Le 24 avril 1963, la Cour suprême des États-Unis a examiné l’affaire Sherbert v. Verner, un jugement emblématique qui a marqué un tournant dans l’interprétation des droits religieux aux États-Unis. Cette décision a par la suite influencé de nombreux litiges liés à la liberté de culte et aux accommodements raisonnables en milieu professionnel.

Les faits de l’affaire Sherbert v. Verner

L’affaire concernait Adele Sherbert, une employée textile de Caroline du Sud, membre de l’Église adventiste du septième jour. Conformément à ses croyances religieuses, elle refusait de travailler le samedi, jour sacré pour les adventistes. Son employeur, une usine textile, lui a proposé un poste en semaine, mais elle a été licenciée après avoir décliné cette offre, car elle ne pouvait pas travailler le samedi.

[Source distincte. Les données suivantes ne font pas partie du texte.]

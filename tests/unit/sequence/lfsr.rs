use super::*;
use crate::foundation::core::Coord;
use std::collections::HashSet;

fn drain(seq: &mut LfsrSequence) -> Vec<u64> {
    let mut out = Vec::new();
    while let Some(i) = seq.next_index() {
        out.push(i);
    }
    out
}

#[test]
fn single_pixel_terminates_after_one_draw() {
    let mut seq = LfsrSequence::new(Domain::new(1, 1).unwrap(), 0).unwrap();
    assert_eq!(seq.bits(), 1);
    assert_eq!(seq.next_index(), Some(0));
    assert!(seq.is_exhausted());
    assert_eq!(seq.next_index(), None);
    assert_eq!(seq.next_index(), None);
}

#[test]
fn full_period_visits_every_register_state_once() {
    let mut seq = LfsrSequence::new(Domain::new(16, 8).unwrap(), 7).unwrap();
    let period = seq.period();
    let drawn = drain(&mut seq);
    assert_eq!(drawn.len() as u64, period);
    let unique: HashSet<u64> = drawn.iter().copied().collect();
    assert_eq!(unique.len() as u64, period);
    assert!(drawn.iter().all(|&i| i < period));
    // The seed's index comes last, when the register wraps back to it.
    assert_eq!(*drawn.last().unwrap(), seq.seed_state() - 1);
}

#[test]
fn two_by_two_order_is_fixed_for_seed_zero() {
    let domain = Domain::new(2, 2).unwrap();
    let mut seq = LfsrSequence::new(domain, 0).unwrap();
    assert_eq!(seq.bits(), 3);
    assert_eq!(seq.seed_state(), 1);
    let coords: Vec<Coord> = drain(&mut seq)
        .into_iter()
        .filter_map(|i| domain.coord_at(i, 2))
        .collect();
    assert_eq!(
        coords,
        vec![
            Coord::new(0, 1),
            Coord::new(1, 1),
            Coord::new(1, 0),
            Coord::new(0, 0)
        ]
    );
}

#[test]
fn same_seed_same_sequence_different_seed_different_start() {
    let domain = Domain::new(13, 9).unwrap();
    let a = drain(&mut LfsrSequence::new(domain, 42).unwrap());
    let b = drain(&mut LfsrSequence::new(domain, 42).unwrap());
    let c = drain(&mut LfsrSequence::new(domain, 43).unwrap());
    assert_eq!(a, b);
    assert_ne!(a[0], c[0]);
}

#[test]
fn seed_wraps_into_register_range() {
    let domain = Domain::new(2, 2).unwrap();
    let seq = LfsrSequence::new(domain, 7).unwrap();
    assert_eq!(seq.seed_state(), 1);
    let seq = LfsrSequence::new(domain, u64::MAX).unwrap();
    assert!(seq.seed_state() >= 1 && seq.seed_state() <= 7);
}

#[test]
fn row_stride_pads_width_to_power_of_two() {
    let seq = LfsrSequence::new(Domain::new(5, 3).unwrap(), 0).unwrap();
    assert_eq!(seq.row_stride(), 8);
    // 8 * 2 + 5 = 21 indices needed -> 5-bit register.
    assert_eq!(seq.bits(), 5);
}

#[test]
fn oversized_domain_is_rejected() {
    let err = LfsrSequence::new(Domain::new(70_000, 70_000).unwrap(), 0).unwrap_err();
    assert!(matches!(err, DissolveError::InvalidDomain(_)));
}
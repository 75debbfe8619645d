pub mod controller;
pub mod spec;
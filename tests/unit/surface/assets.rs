use std::io::Cursor;
use std::path::PathBuf;

use super::*;

fn png_bytes(img: image::RgbaImage) -> Vec<u8> {
    let mut buf = Vec::new();
    image::DynamicImage::ImageRgba8(img)
        .write_to(&mut Cursor::new(&mut buf), image::ImageFormat::Png)
        .unwrap();
    buf
}

#[test]
fn decode_png_keeps_straight_rgba() {
    let img = image::RgbaImage::from_raw(1, 1, vec![100, 50, 200, 128]).unwrap();
    let buf = decode_image(&png_bytes(img)).unwrap();
    assert_eq!((buf.width(), buf.height(), buf.bytes_per_pixel()), (1, 1, 4));
    assert_eq!(buf.data(), [100, 50, 200, 128]);
}

#[test]
fn decode_garbage_is_an_error() {
    assert!(matches!(
        decode_image(b"not an image"),
        Err(DissolveError::Other(_))
    ));
}

#[test]
fn write_then_load_and_pair_size_check() {
    let dir = PathBuf::from("target").join("unit_assets");
    let a_path = dir.join("a.png");
    let b_path = dir.join("b.png");
    let c_path = dir.join("c.png");

    write_png(&a_path, &PixelBuffer::filled(3, 2, &[1, 2, 3, 255]).unwrap()).unwrap();
    write_png(&b_path, &PixelBuffer::filled(3, 2, &[9, 8, 7, 255]).unwrap()).unwrap();
    write_png(&c_path, &PixelBuffer::filled(2, 2, &[0, 0, 0, 255]).unwrap()).unwrap();

    let (a, b) = load_image_pair(&a_path, &b_path).unwrap();
    assert_eq!(a.data()[..4], [1, 2, 3, 255]);
    assert_eq!(b.data()[..4], [9, 8, 7, 255]);

    let err = load_image_pair(&a_path, &c_path).unwrap_err();
    assert!(err.to_string().contains("same size"));
}

#[test]
fn odd_pixel_sizes_cannot_be_written() {
    let buf = PixelBuffer::new(1, 1, 2).unwrap();
    let path = PathBuf::from("target").join("unit_assets").join("bad.png");
    assert!(matches!(
        write_png(&path, &buf),
        Err(DissolveError::Validation(_))
    ));
}
use super::*;

#[test]
fn domain_rejects_zero_sides() {
    assert!(matches!(
        Domain::new(0, 4),
        Err(DissolveError::InvalidDomain(_))
    ));
    assert!(matches!(
        Domain::new(4, 0),
        Err(DissolveError::InvalidDomain(_))
    ));
    assert_eq!(Domain::new(3, 5).unwrap().pixel_count(), 15);
}

#[test]
fn coord_at_discards_padding_and_overflow() {
    let d = Domain::new(3, 2).unwrap();
    assert_eq!(d.coord_at(0, 4), Some(Coord::new(0, 0)));
    assert_eq!(d.coord_at(2, 4), Some(Coord::new(2, 0)));
    assert_eq!(d.coord_at(3, 4), None);
    assert_eq!(d.coord_at(6, 4), Some(Coord::new(2, 1)));
    assert_eq!(d.coord_at(8, 4), None);
    assert_eq!(d.coord_at(0, 0), None);
}

#[test]
fn offset_is_row_major() {
    let d = Domain::new(4, 3).unwrap();
    assert_eq!(d.offset_of(Coord::new(0, 0)), 0);
    assert_eq!(d.offset_of(Coord::new(3, 0)), 3);
    assert_eq!(d.offset_of(Coord::new(1, 2)), 9);
    assert!(d.contains(Coord::new(3, 2)));
    assert!(!d.contains(Coord::new(4, 2)));
}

Après son licenciement, Sherbert a demandé des allocations de chômage, mais l’État de Caroline du Sud a rejeté sa demande au motif qu’elle avait refusé un emploi « convenable » sans justification valable. Elle a alors porté l’affaire devant les tribunaux, invoquant une violation de ses droits garantis par le Premier Amendement de la Constitution américaine, qui protège la liberté de religion.

La décision de la Cour suprême et ses implications

En 1963, la Cour suprême a statué en faveur de Sherbert, reconnaissant que l’État avait imposé une charge excessive à sa pratique religieuse. Dans son arrêt, la Cour a établi un critère en trois étapes pour évaluer les restrictions religieuses :

  • L’État a-t-il imposé une contrainte substantielle à la pratique religieuse ?
  • L’État dispose-t-il d’un intérêt impérieux pour justifier cette contrainte ?
  • L’État a-t-il utilisé le moyen le moins restrictif possible pour atteindre cet objectif ?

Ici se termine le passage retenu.